If you don’t post to the forums because you don’t think what you have to contribute will add to the community, SplitSuit respectfully says that’s nonsense. Every post is an opportunity to learn more, and not just for you, but for the whole community. Just posting the way you’re thinking about a hand to the forum will illuminate your thought process. Receiving respectful feedback will help hone that thought process. And when others chime in with useful advice, they are honing their own thought processes and games.

And if you’re turned off by forums in general because you had a bad experience in another poker forum, or you dislike the anonymous world of online commenting as much as many of us do, you should understand that the Red Chip Poker forums are a much different, much friendlier place than much of the internet. Our community shares a mutual respect that extends especially to first-time posters, who are welcomed in and never ridiculed. Our culture is one of constructive criticism, and neither our community nor our moderators tolerate trolls or people who are specifically picking on others. The result is that you can post anywhere in the forum and know that your post will be carefully read and respectfully replied to by helpful members and coaches. It’s a free resource that is way to good to pass up out of fear or apprehension that you lack the skills or knowledge to participate. In a sense, you only lack the skills or knowledge to participate because you don’t participate. That’s why SplitSuit challenges anyone who’s still skeptical to post once per day in the forum for 30 days. By the end, you will have new poker friends and tons of support from our community, and you’ll be contributing value to others by discussing poker with them as well.
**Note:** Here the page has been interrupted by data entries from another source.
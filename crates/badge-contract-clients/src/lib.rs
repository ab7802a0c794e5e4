use alloy::primitives::Address;

pub mod badge_registry;
pub mod common;

// ============================================================================
// Client Type Re-exports
// ============================================================================

pub use badge_registry::{BadgeRegistration, BadgeRegistry, BadgeRegistryClient};
pub use common::errors::{ContractCallError, CustomErrorReason};
pub use common::tx_submitter::PendingSubmission;

// ============================================================================
// Contract Surface
// ============================================================================

/// Functions the badge registry ABI must declare for this client to work.
pub const REQUIRED_FUNCTIONS: [&str; 4] = ["owner", "registerBadge", "getTitles", "getBadgeByTitle"];

/// Configuration for connecting to the badge registry contract
#[derive(Clone, Debug)]
pub struct ContractConfig {
    pub contract_address: Address,
    pub rpc_url: String,
}

impl ContractConfig {
    /// Create a new configuration for a deployed registry
    ///
    /// # Arguments
    /// * `rpc_url` - Ethereum RPC endpoint (HTTP or WebSocket)
    /// * `contract_address` - Address of the deployed BadgeRegistry contract
    pub fn new(rpc_url: String, contract_address: Address) -> Self {
        Self {
            contract_address,
            rpc_url,
        }
    }

    /// WebSocket form of the RPC endpoint.
    pub fn ws_url(&self) -> String {
        self.rpc_url
            .replace("http://", "ws://")
            .replace("https://", "wss://")
    }
}

// ============================================================================
// Tests
// ============================================================================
One thing you’ll also notice as you start writing up your hands to post to the forum for feedback, is you will often answer your own question about the hand simply by going through the motion of writing it out. In those cases, SplitSuit encourages you to still post the hand to the forum to start the discussion, as you never know what additional insight our members can give, let alone the help you might give another poster or lurker. At the very least, you will get validation that the answer you found to your question is on the right track.



Always keep your eyes open for information, but understand perfect information is a unicorn. It doesn’t exist.